What you need to do:
Looking at each line of the data below, tally those that contain the word "other" and give only the total.

---------------

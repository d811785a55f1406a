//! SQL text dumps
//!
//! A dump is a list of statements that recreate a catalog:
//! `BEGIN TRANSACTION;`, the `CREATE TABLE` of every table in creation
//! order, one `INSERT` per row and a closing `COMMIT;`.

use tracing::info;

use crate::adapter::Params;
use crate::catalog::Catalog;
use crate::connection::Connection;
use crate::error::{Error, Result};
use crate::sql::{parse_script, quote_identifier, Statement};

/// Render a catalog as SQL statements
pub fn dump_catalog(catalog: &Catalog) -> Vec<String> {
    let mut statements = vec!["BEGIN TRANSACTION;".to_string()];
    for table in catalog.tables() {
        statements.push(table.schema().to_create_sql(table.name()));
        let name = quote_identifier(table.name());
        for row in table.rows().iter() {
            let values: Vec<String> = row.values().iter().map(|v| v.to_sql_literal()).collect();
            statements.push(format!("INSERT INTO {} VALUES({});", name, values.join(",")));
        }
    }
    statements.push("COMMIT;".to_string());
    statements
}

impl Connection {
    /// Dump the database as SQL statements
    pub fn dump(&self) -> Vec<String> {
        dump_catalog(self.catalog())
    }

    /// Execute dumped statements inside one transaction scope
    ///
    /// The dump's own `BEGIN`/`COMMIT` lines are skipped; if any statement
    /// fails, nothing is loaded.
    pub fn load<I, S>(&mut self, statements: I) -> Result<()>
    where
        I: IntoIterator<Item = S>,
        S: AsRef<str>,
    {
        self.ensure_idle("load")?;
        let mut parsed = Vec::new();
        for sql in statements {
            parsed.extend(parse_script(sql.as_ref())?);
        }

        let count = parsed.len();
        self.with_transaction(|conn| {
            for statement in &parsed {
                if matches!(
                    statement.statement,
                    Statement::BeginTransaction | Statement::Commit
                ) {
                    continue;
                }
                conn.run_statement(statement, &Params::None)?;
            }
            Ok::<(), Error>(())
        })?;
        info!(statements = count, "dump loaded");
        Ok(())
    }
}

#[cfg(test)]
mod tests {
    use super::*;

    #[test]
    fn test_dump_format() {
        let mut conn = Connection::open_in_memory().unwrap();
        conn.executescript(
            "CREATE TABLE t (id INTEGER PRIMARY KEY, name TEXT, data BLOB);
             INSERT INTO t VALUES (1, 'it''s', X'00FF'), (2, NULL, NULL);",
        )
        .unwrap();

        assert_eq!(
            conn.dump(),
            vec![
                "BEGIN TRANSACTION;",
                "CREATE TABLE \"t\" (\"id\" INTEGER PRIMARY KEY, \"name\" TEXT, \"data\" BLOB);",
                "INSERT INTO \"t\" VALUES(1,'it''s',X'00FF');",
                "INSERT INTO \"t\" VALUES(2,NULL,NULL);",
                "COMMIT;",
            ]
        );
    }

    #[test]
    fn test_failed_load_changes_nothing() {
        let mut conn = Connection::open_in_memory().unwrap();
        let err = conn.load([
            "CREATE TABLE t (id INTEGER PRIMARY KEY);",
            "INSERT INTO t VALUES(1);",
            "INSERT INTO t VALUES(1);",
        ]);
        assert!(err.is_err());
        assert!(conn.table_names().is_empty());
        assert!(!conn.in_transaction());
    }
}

---------------

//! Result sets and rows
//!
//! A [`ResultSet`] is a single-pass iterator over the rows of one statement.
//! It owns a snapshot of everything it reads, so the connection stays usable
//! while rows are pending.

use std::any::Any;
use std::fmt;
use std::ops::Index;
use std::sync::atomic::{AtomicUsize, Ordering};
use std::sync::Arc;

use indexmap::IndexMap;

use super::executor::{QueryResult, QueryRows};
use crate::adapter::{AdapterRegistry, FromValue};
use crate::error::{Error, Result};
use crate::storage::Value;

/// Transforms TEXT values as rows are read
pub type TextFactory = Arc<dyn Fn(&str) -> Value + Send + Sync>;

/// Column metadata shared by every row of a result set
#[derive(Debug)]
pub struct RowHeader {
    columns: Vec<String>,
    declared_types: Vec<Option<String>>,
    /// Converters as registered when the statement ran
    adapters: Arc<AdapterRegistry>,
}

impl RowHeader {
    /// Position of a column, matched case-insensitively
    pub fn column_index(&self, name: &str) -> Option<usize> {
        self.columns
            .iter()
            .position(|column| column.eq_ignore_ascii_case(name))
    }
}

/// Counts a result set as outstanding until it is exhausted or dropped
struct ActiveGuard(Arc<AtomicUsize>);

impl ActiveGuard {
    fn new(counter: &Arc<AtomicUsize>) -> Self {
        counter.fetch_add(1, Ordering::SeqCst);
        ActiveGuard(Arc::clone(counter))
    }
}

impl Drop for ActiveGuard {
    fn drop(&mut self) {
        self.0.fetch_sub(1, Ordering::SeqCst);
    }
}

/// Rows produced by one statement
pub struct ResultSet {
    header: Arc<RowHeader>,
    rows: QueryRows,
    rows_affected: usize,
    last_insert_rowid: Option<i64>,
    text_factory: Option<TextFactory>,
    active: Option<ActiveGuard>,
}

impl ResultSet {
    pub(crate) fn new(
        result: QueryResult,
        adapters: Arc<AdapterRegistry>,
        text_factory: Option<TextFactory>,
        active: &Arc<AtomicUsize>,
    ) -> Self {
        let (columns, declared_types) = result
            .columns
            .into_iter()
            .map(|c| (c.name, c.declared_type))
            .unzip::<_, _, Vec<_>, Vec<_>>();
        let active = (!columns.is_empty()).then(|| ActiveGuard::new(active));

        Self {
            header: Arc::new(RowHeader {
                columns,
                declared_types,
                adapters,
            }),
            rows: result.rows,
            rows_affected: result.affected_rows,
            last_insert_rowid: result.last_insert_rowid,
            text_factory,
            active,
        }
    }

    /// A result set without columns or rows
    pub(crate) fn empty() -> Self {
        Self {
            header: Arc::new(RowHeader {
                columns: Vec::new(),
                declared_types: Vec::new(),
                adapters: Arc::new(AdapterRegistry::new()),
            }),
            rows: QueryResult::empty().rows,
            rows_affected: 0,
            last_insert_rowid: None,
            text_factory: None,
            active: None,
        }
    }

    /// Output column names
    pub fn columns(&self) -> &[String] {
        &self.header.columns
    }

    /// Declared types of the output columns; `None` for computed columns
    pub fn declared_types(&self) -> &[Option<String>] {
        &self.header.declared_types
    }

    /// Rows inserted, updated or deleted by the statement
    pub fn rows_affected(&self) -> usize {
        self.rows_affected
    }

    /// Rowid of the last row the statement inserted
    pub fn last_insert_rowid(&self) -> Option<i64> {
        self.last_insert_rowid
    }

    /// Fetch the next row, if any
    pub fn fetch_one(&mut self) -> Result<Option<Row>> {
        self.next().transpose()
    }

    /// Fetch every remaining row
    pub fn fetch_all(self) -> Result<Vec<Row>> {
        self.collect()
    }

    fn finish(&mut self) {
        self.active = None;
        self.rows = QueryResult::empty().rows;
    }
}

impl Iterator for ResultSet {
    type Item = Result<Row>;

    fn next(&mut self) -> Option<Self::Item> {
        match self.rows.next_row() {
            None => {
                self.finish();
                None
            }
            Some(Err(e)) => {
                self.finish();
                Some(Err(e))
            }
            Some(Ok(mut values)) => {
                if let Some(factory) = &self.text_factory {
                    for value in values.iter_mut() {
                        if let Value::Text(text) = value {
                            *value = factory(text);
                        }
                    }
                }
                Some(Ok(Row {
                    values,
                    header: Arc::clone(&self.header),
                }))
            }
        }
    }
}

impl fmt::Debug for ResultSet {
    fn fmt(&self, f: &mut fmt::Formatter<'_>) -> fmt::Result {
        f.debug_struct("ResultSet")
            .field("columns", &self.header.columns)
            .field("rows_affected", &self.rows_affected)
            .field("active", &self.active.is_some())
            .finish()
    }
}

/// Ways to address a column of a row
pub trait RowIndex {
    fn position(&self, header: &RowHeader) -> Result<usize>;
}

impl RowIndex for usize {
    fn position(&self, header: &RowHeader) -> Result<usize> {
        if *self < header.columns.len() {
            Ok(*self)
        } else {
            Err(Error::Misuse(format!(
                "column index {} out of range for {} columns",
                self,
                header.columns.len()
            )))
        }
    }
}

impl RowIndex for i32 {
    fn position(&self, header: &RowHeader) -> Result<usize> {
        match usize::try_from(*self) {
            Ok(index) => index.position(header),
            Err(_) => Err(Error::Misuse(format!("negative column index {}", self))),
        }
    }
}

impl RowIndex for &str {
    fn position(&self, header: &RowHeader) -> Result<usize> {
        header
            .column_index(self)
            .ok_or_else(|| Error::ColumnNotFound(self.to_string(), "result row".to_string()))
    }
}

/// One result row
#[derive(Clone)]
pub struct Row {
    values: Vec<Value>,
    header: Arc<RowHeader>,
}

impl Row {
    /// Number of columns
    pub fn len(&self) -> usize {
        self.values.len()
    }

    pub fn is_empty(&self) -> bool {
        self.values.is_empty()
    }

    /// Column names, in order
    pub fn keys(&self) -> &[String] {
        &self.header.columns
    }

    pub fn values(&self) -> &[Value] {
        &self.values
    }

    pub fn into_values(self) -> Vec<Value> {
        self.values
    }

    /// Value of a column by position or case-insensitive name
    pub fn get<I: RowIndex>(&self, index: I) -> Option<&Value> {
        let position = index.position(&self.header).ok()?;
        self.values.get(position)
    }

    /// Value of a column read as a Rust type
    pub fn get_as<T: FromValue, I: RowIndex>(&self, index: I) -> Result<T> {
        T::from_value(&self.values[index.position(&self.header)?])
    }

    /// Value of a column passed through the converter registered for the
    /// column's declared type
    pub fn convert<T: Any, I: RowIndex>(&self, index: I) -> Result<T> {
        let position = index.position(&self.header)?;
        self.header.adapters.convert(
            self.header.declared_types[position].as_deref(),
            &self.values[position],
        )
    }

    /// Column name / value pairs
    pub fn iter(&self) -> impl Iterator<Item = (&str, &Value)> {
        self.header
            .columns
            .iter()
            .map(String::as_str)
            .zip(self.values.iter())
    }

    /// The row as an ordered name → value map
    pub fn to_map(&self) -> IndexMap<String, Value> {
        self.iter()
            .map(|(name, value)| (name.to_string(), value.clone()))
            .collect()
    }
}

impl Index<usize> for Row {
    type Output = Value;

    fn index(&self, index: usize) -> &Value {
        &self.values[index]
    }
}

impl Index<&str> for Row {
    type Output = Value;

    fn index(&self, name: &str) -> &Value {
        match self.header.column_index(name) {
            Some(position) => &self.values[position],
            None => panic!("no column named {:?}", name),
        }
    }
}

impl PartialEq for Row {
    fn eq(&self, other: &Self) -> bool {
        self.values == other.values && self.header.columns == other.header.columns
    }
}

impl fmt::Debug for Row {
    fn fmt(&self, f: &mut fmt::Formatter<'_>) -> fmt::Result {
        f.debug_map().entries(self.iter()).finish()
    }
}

---------------

Reply:
2